Filamin-A susceptibility to calpain-mediated cleavage as a marker of dynamic conformational changes in intact platelets

Abstract

ABSTRACTFilamin-A (FlnA), an actin-binding protein that organizes the actin cytoskeleton and mechanically links transmembrane glycoproteins to the cytoskeleton, associates with platelet receptors integrin αIIbβ3, glycoprotein-Ib (GPIb), and integrin α2β1. Fibrinogen, von Willebrand Factor (vWF) and collagen, binding to these receptors mechanically connect the extracellular matrix to the cytoskeleton. Here we identified that under standardized conditions, platelet activation and ligand binding to αIIbβ3, GPIb, or α2β1, generates reproducible patterns of FlnA cleavage after platelet lysis.
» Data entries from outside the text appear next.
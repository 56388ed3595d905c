//! Configuration and CLI argument handling

use std::{env, path::PathBuf};
use clap::Parser;

use crate::{error::TimerError, storage::TimerFile};

/// Environment variable that overrides the data directory
pub const DATA_DIR_ENV: &str = "MULTI_TIMER_ROOT";

/// CLI argument parsing structure
#[derive(Parser, Debug)]
#[command(name = "multi-timer")]
#[command(about = "A local HTTP service for managing several persistent countdown timers")]
#[command(version)]
pub struct Config {
    /// Port to bind the server to
    #[arg(short, long, default_value = "20554")]
    pub port: u16,

    /// Host address to bind to
    #[arg(long, default_value = "127.0.0.1")]
    pub host: String,

    /// Directory holding timers.json, can also be set with $MULTI_TIMER_ROOT
    #[arg(long)]
    pub data_dir: Option<PathBuf>,

    /// Program to run when a timer finishes, called with the alert title as its argument
    #[arg(short, long)]
    pub alert_command: Option<String>,

    /// Do not raise alerts at all
    #[arg(long, conflicts_with = "alert_command")]
    pub no_alerts: bool,

    /// Enable verbose logging
    #[arg(short, long)]
    pub verbose: bool,
}

impl Config {
    /// Parse configuration from command line arguments
    pub fn parse() -> Self {
        Parser::parse()
    }

    /// Get the server address as a formatted string
    pub fn address(&self) -> String {
        format!("{}:{}", self.host, self.port)
    }

    /// Get the appropriate log level based on verbose flag
    pub fn log_level(&self) -> &'static str {
        if self.verbose { "debug" } else { "info" }
    }

    /// Where timers are saved: `--data-dir`, then $MULTI_TIMER_ROOT, then the user data directory
    pub fn timer_file(&self) -> Result<TimerFile, TimerError> {
        let explicit = self
            .data_dir
            .clone()
            .or_else(|| env::var_os(DATA_DIR_ENV).map(PathBuf::from));

        match explicit {
            Some(dir) => Ok(TimerFile::in_dir(&dir)),
            None => TimerFile::default_location(),
        }
    }
}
We exploited this novel assay to study the impact of ligand binding and receptor activation on the platelet cytoskeleton. We identified that: i) the FlnA modification that renders it cleavable by calpain after platelet lysis, requires both ligand binding and either internal force (e.g; clot retraction) or external forces (e.g; stirring and aggregating), ii) FlnA modification depends on actin polymerization downstream of integrin αIIbβ3 and integrin α2β1, but not downstream of GPIb signaling, iii) FlnA modification is reversible in time when platelets are activated with convulxin (Cvx), collagen, von Willebrand factor (vWF) or thrombin receptor activating peptide (T6), and this reversibility correlates with platelet dissagregation, iv) in contrast to the reversible nature of platelet aggregation and FlnA modification by activation with Cvx, collagen, ristocetin or T6, when platelets are activated by thrombin the platelet do not disaggregate and FlnA remains cleavable. Our data demonstrate that αIIbβ3, α2β1 and GPIb can each exert tension on the cytoskeleton by virtue of binding ligand under conditions of shear. We further identified a unique role for αIIbβ3-fibrin interactions in creating sustained cytoskeletal tension, with implications for thrombus stability and clot retraction.